FIG. 5 is a diagram of the side view of the opened monitor which shows the replaceable membrane hat assembly 30 that encloses a sensor 31 exploded from the lid and sensor. The sensor contains electrodes to sense a small electric current that is generated, depending on the glucose concentration in the blood sample. The sensor and the membrane are preferably constructed in the manner described in U.S. Patent 3,979,274, the disclosure of which is incorporated fully herein by reference. The base of the membrane hat screws into external threads 33 on the base of the sensor, and an O-ring 40 on the brim of the membrane hat acts as a seal for the buffer reservoir when the monitor lid is closed. With the lid closed, the membrane hat extends through opening 34 into the buffer reservoir chamber to keep the membrane wet. When the lid is opened, the sensor and attached membrane hat are withdrawn from the buffer reservoir and opening 34 is clear;

FIG. 6 is a side view of the membrane hat assembly removed from the electrode. This shows a membrane hat bezel 42, a sheet of membrane material 44, a conformal mask 46, and a membrane hat body 48 with internal mounting screw threads 50, which engage threads on the underside of the lid, and the O-ring seal; When the sensor hat assembly is mounted on the sensor inside of the momtor lid, tightening the screw fitting to the stops forces the preferably plastic bezel with mask and membrane downward against the slightly domed, rigid sensor head. The result forces sensor head up against the membrane material and the mask, which is a thin, bendable preferably plastic annular disk. The membrane is held in place to the mask by an adhesive, which also joins the mask to the bezel. The result is a shallow well 52 defined by the mask, the membrane, and the sloping interior wall of the bezel. The membrane material is the bottom of the well.

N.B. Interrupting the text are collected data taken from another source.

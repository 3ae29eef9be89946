//! Transcode admission control
//!
//! Bounds the number of transcoder subprocesses running at once across the whole process.
//! Requests beyond the limit wait for a slot instead of spawning more processes.

use std::sync::Arc;
use tokio::sync::{AcquireError, OwnedSemaphorePermit, Semaphore};

/// Process-wide pool of transcode slots
#[derive(Clone, Debug)]
pub struct TranscodeSlots {
    semaphore: Arc<Semaphore>,
    limit: usize,
}

impl TranscodeSlots {
    pub fn new(limit: usize) -> Self {
        let limit = limit.max(1);
        Self {
            semaphore: Arc::new(Semaphore::new(limit)),
            limit,
        }
    }

    pub fn limit(&self) -> usize {
        self.limit
    }

    pub fn available(&self) -> usize {
        self.semaphore.available_permits()
    }

    /// Wait for a free slot. The slot is returned when the permit is dropped.
    pub async fn acquire(&self) -> Result<OwnedSemaphorePermit, AcquireError> {
        if self.available() == 0 {
            tracing::debug!(limit = self.limit, "All transcode slots busy, waiting");
        }
        self.semaphore.clone().acquire_owned().await
    }
}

Supporting the well bottom is the top of the sensor dome;

FIG. 7 is an end view of the momtor case showing the calibration gauge and index marker, calibration wheel guard 52, a reed switch 54 and magnet 56, and a thumb wheel 58, which is locked by a cam action exerted by the guard. To calibrate the monitor, the guard is lifted and swings upwards away from the thumb wheel, as shown in FIG. 5 and in phantom in FIG. 7. The open reed switch places the momtor in a calibration mode. After a known glucose standard is placed onto the test area (as in a blood test), the user advances the thumb wheel until the display reaches 200 (the glucose standard value). When this is done, the guard is replaced to close the reed switch and place the monitor back into the test mode, and calibration is complete. The index marker on the narrow gauge on the monitor face also indicates the remaining life of the membrane. At each calibration, as more amplification is required to display an accurate reading, the index marker is repositioned along the gauge. When the index marker reaches the left side, much as a fuel gauge, the membrane must be replaced; and

FIG. 8 is a view of the removable buffer reservoir installed in the monitor case with the lid closed showing the membrane hat assembly and sensor immersed in the buffer fluid 60. The buffer fluid maintains the membrane between uses, furnishes oxygen to the electrochemical reaction, and cleanses the membrane after each test.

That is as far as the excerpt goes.